▸ Your goal:
From the entries below, give the number of lines where the word "Visibility" occurs, and nothing else.

——

use crate::models::{DocumentDraft, DraftSnapshot};
use crate::storage::{load_json_from_storage, save_json_to_storage, DurableStorage, PersistenceError};

fn key(session_key: &str) -> String {
    format!("article_composer_draft::{session_key}")
}

pub fn save_draft_snapshot(
    storage: &impl DurableStorage,
    session_key: &str,
    draft: &DocumentDraft,
    saved_at: i64,
) -> Result<DraftSnapshot, PersistenceError> {
    let snap = DraftSnapshot {
        saved_at,
        draft: draft.clone(),
    };
    save_json_to_storage(storage, &key(session_key), &snap)?;
    Ok(snap)
}

pub fn load_draft_snapshot(storage: &impl DurableStorage, session_key: &str) -> Option<DraftSnapshot> {
    if session_key.trim().is_empty() {
        return None;
    }
    load_json_from_storage::<DraftSnapshot>(storage, &key(session_key))
}

pub fn clear_draft_snapshot(
    storage: &impl DurableStorage,
    session_key: &str,
) -> Result<(), PersistenceError> {
    storage.remove_item(&key(session_key))
}

#[cfg(test)]
mod tests {
    use super::*;
    use crate::models::{PostStatus, Visibility};
    use crate::storage::MemoryStorage;

    fn sample_draft() -> DocumentDraft {
        DocumentDraft {
            title: "Zero-cost futures".to_string(),
            body: "# Intro\n\nPolling all the way down.".to_string(),
            excerpt: "How futures compile".to_string(),
            category_id: Some("cat-7".to_string()),
            tags: ["async", "rust"].iter().map(|s| s.to_string()).collect(),
            cover_image_url: "https://img.example/f.png".to_string(),
            cover_image_alt: "A state machine".to_string(),
            visibility: Visibility::Unlisted,
            status: PostStatus::Scheduled,
            publish_at: Some(1_800_000_000_000),
            slug: "custom-slug".to_string(),
            meta_title: "Futures".to_string(),
            meta_description: "All about polling".to_string(),
            focus_keyword: "futures".to_string(),
            canonical_url: "https://blog.example/futures".to_string(),
            slug_manually_edited: true,
        }
    }

    #[test]
    fn test_snapshot_roundtrip_reconstructs_every_field() {
        let storage = MemoryStorage::new();
        let draft = sample_draft();
        save_draft_snapshot(&storage, "new", &draft, 1234).expect("should save");

        let snap = load_draft_snapshot(&storage, "new").expect("should load");
        assert_eq!(snap.saved_at, 1234);
        assert_eq!(snap.draft, draft);
    }

    #[test]
    fn test_snapshot_slots_are_per_session() {
        let storage = MemoryStorage::new();
        save_draft_snapshot(&storage, "post-1", &sample_draft(), 1).expect("should save");
        assert!(load_draft_snapshot(&storage, "post-2").is_none());
        assert!(load_draft_snapshot(&storage, "").is_none());
    }

    #[test]
    fn test_clear_snapshot() {
        let storage = MemoryStorage::new();
        save_draft_snapshot(&storage, "new", &sample_draft(), 1).expect("should save");
        clear_draft_snapshot(&storage, "new").expect("should clear");
        assert!(load_draft_snapshot(&storage, "new").is_none());
    }
}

——

▸ The completed task:
2